The Data Security and Protection Toolkit (DSPT)

The DSPT is an online self-assessment tool that allows organisations to measure their performance against the National Data Guardian's ten data security standards, which provides assurances that they are processing personal data responsibly and practising good data security.


Any organisation accessing NHS patient data must complete the DSPT annually. Whilst naturally applying to NHS organisations, such as Trusts and Clinical Commissioning Groups (CCGs), it also applies to many other categories of organisations across the public and private sector. Completing the DSPT is a contractual condition when working with the NHS and where you process or access NHS data and systems.


Normally the deadline for completing the DSPT each year is the 31st of March, however this year, due to the ongoing impact of the COVID-19 pandemic, it has been pushed back to the 30th of June.


Caldicott Guardians

Every NHS organisation is now required to appoint a Caldicott Guardian to ensure compliance with the “Caldicott principles” when using patient data.  Whilst not currently mandatory for social care providers and other suppliers who hold patient data to have a Guardian, it is always necessary that they understand and manage data using these principles. 


Caldicott Guardians were introduced after the report by Dame Fiona Caldicott’s Committee on the Review of Patient-Identifiable Information published in 1997. Whilst originally there were only six principles, there are now eight.

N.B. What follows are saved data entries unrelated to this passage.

//! Integration tests for `SqliteStore` against an in-memory database.

use chrono::NaiveDate;
use qms_core::{
  record::{NewRecord, SoftDelete},
  registry::{EntityKey, definitions},
  store::RecordStore,
  work_order::{NewWorkOrder, Role, WorkOrderInsert},
};
use uuid::Uuid;

use crate::SqliteStore;

async fn store() -> SqliteStore {
  SqliteStore::open_in_memory()
    .await
    .expect("in-memory store")
}

fn new_record(entity: EntityKey, values: &[(&'static str, &str)]) -> NewRecord {
  NewRecord {
    entity,
    values: values.iter().map(|(k, v)| (*k, v.to_string())).collect(),
  }
}

async fn employee(s: &SqliteStore, name: &str) -> Uuid {
  s.insert(new_record(EntityKey::Employees, &[("name", name)]))
    .await
    .unwrap()
    .id
}

async fn work_order(s: &SqliteStore, input: NewWorkOrder) -> Uuid {
  s.insert_work_order(input)
    .await
    .unwrap()
    .created()
    .expect("work order created")
}

fn names(records: &[qms_core::record::Record], field: &str) -> Vec<String> {
  records
    .iter()
    .map(|r| r.value(field).unwrap_or_default().to_string())
    .collect()
}

// ─── Registry collections ────────────────────────────────────────────────────

#[tokio::test]
async fn every_registered_entity_accepts_its_full_field_set() {
  let s = store().await;

  for definition in definitions() {
    let values: Vec<(&'static str, &str)> =
      definition.fields.iter().map(|f| (f.name, "value")).collect();
    let record = s.insert(new_record(definition.key, &values)).await.unwrap();
    assert_eq!(record.values.len(), definition.fields.len());

    let listed = s.list_active(definition).await.unwrap();
    assert_eq!(listed.len(), 1, "{}", definition.key);
    assert_eq!(listed[0], record);
  }
}

#[tokio::test]
async fn list_is_ordered_by_display_field() {
  let s = store().await;
  for name in ["Zed", "Ada", "Mia"] {
    employee(&s, name).await;
  }

  let listed = s
    .list_active(EntityKey::Employees.definition())
    .await
    .unwrap();
  assert_eq!(names(&listed, "name"), ["Ada", "Mia", "Zed"]);
}

#[tokio::test]
async fn part_numbers_sort_by_part_number() {
  let s = store().await;
  for pn in ["PN-300", "PN-100", "PN-200"] {
    s.insert(new_record(EntityKey::PartNumbers, &[("part_number", pn)]))
      .await
      .unwrap();
  }

  let listed = s
    .list_active(EntityKey::PartNumbers.definition())
    .await
    .unwrap();
  assert_eq!(names(&listed, "part_number"), ["PN-100", "PN-200", "PN-300"]);
}

#[tokio::test]
async fn display_ties_keep_insertion_order() {
  let s = store().await;
  let first = employee(&s, "Sam").await;
  let second = employee(&s, "Sam").await;

  let listed = s
    .list_active(EntityKey::Employees.definition())
    .await
    .unwrap();
  let ids: Vec<Uuid> = listed.iter().map(|r| r.id).collect();
  assert_eq!(ids, [first, second]);
}

#[tokio::test]
async fn identifiers_are_stable_across_reads() {
  let s = store().await;
  let id = employee(&s, "Ada").await;

  for _ in 0..3 {
    let listed = s
      .list_active(EntityKey::Employees.definition())
      .await
      .unwrap();
    assert_eq!(listed[0].id, id);
  }
}

#[tokio::test]
async fn inactive_rows_are_never_listed() {
  let s = store().await;
  let gone = employee(&s, "Gone").await;
  employee(&s, "Kept").await;

  let outcome = s.soft_delete_in("employees", gone).await.unwrap();
  assert_eq!(outcome, SoftDelete::Deactivated);

  let listed = s
    .list_active(EntityKey::Employees.definition())
    .await
    .unwrap();
  assert_eq!(names(&listed, "name"), ["Kept"]);
  assert!(listed.iter().all(|r| r.state.is_active()));
}

#[tokio::test]
async fn optional_fields_may_be_absent() {
  let s = store().await;
  s.insert(new_record(EntityKey::Customers, &[("name", "Acme")]))
    .await
    .unwrap();

  let listed = s
    .list_active(EntityKey::Customers.definition())
    .await
    .unwrap();
  assert_eq!(listed[0].value("name"), Some("Acme"));
  assert_eq!(listed[0].value("code"), None);
}

#[tokio::test]
async fn undeclared_fields_never_reach_storage() {
  let s = store().await;
  let record = s
    .insert(new_record(EntityKey::Workcenters, &[
      ("name", "Paint"),
      ("email", "not-a-workcenter-field"),
    ]))
    .await
    .unwrap();
  assert!(!record.values.contains_key("email"));

  let listed = s
    .list_active(EntityKey::Workcenters.definition())
    .await
    .unwrap();
  assert_eq!(listed[0].values.len(), 1);
}

#[tokio::test]
async fn insert_without_display_field_fails_atomically() {
  let s = store().await;
  let err = s
    .insert(new_record(EntityKey::InspectionItems, &[(
      "description",
      "orphan",
    )]))
    .await
    .unwrap_err();
  assert!(matches!(err, crate::Error::Database(_)));

  let listed = s
    .list_active(EntityKey::InspectionItems.definition())
    .await
    .unwrap();
  assert!(listed.is_empty());
}

// ─── Work orders ─────────────────────────────────────────────────────────────

#[tokio::test]
async fn work_order_roles_resolve_independently() {
  let s = store().await;
  let ada = employee(&s, "Ada").await;
  let bob = employee(&s, "Bob").await;
  let part = s
    .insert(new_record(EntityKey::PartNumbers, &[("part_number", "PN-7")]))
    .await
    .unwrap()
    .id;

  let mut input = NewWorkOrder {
    date: NaiveDate::from_ymd_opt(2024, 5, 1),
    ..Default::default()
  };
  input.references.insert(Role::PartNumber, part);
  input.references.insert(Role::Employee, bob);
  input.references.insert(Role::PreparedBy, ada);
  input.references.insert(Role::DispositionApprovedBy, ada);
  let id = work_order(&s, input).await;

  let orders = s.list_active_work_orders().await.unwrap();
  assert_eq!(orders.len(), 1);
  let order = &orders[0];
  assert_eq!(order.id, id);
  assert_eq!(order.date, NaiveDate::from_ymd_opt(2024, 5, 1));
  assert!(!order.closed);
  assert_eq!(order.part_number.as_ref().unwrap().label, "PN-7");
  assert_eq!(order.employee.as_ref().unwrap().label, "Bob");
  assert_eq!(order.prepared_by.as_ref().unwrap().label, "Ada");
  assert_eq!(order.prepared_by.as_ref().unwrap().id, ada);
  assert_eq!(order.disposition_approved_by.as_ref().unwrap().label, "Ada");
  assert!(order.customer.is_none());
  assert!(order.workcenter.is_none());
  assert!(order.inspection_item.is_none());
}

#[tokio::test]
async fn work_order_without_references_lists_cleanly() {
  let s = store().await;
  work_order(&s, NewWorkOrder::default()).await;

  let orders = s.list_active_work_orders().await.unwrap();
  assert_eq!(orders.len(), 1);
  assert!(orders[0].date.is_none());
  for role in [Role::Workcenter, Role::Customer, Role::PreparedBy] {
    assert!(orders[0].reference(role).is_none());
  }
}

#[tokio::test]
async fn work_orders_list_newest_first() {
  let s = store().await;
  let first = work_order(&s, NewWorkOrder::default()).await;
  let second = work_order(&s, NewWorkOrder::default()).await;

  let ids: Vec<Uuid> = s
    .list_active_work_orders()
    .await
    .unwrap()
    .iter()
    .map(|o| o.id)
    .collect();
  assert_eq!(ids, [second, first]);
}

#[tokio::test]
async fn work_order_reports_unknown_reference() {
  let s = store().await;
  let ada = employee(&s, "Ada").await;
  let ghost = Uuid::new_v4();
  let mut input = NewWorkOrder::default();
  input.references.insert(Role::PreparedBy, ada);
  input.references.insert(Role::Customer, ghost);

  let outcome = s.insert_work_order(input).await.unwrap();
  let WorkOrderInsert::UnknownReference { join, id } = outcome else {
    panic!("expected unknown reference, got {outcome:?}");
  };
  assert_eq!(join.role, Role::Customer);
  assert_eq!(id, ghost);
  assert!(s.list_active_work_orders().await.unwrap().is_empty());
}

#[tokio::test]
async fn work_order_may_reference_inactive_row() {
  let s = store().await;
  let ada = employee(&s, "Ada").await;
  s.soft_delete_in("employees", ada).await.unwrap();

  let mut input = NewWorkOrder::default();
  input.references.insert(Role::Employee, ada);
  assert!(s.insert_work_order(input).await.unwrap().created().is_some());
}

#[tokio::test]
async fn soft_delete_is_idempotent() {
  let s = store().await;
  let id = work_order(&s, NewWorkOrder::default()).await;
  let kept = work_order(&s, NewWorkOrder::default()).await;

  assert_eq!(
    s.soft_delete_work_order(id).await.unwrap(),
    SoftDelete::Deactivated
  );
  assert_eq!(
    s.soft_delete_work_order(id).await.unwrap(),
    SoftDelete::AlreadyInactive
  );

  let ids: Vec<Uuid> = s
    .list_active_work_orders()
    .await
    .unwrap()
    .iter()
    .map(|o| o.id)
    .collect();
  assert_eq!(ids, [kept]);
}

#[tokio::test]
async fn soft_delete_of_unknown_id_is_a_no_op() {
  let s = store().await;
  work_order(&s, NewWorkOrder::default()).await;

  assert_eq!(
    s.soft_delete_work_order(Uuid::new_v4()).await.unwrap(),
    SoftDelete::Missing
  );
  assert_eq!(s.list_active_work_orders().await.unwrap().len(), 1);
}

#[tokio::test]
async fn deactivated_employee_keeps_historical_label() {
  let s = store().await;
  let ada = employee(&s, "Ada").await;
  let mut input = NewWorkOrder::default();
  input.references.insert(Role::PreparedBy, ada);
  work_order(&s, input).await;

  s.soft_delete_in("employees", ada).await.unwrap();

  let orders = s.list_active_work_orders().await.unwrap();
  assert_eq!(orders[0].prepared_by.as_ref().unwrap().label, "Ada");
}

Although both the GDPR and the Caldicott principles share many of the same ideas, the seventh principle “the duty to share information can be as important as the duty to protect patient confidentiality” conflicts with the GDPR which sees patient confidentiality as paramount. Therefore, it is not advised that an organisation’s DPO also take on the role of Caldicott Guardian due to the potential for conflicts of interest to arise. To mitigate this, organisations may want to consider outsourcing one, or both, of these roles.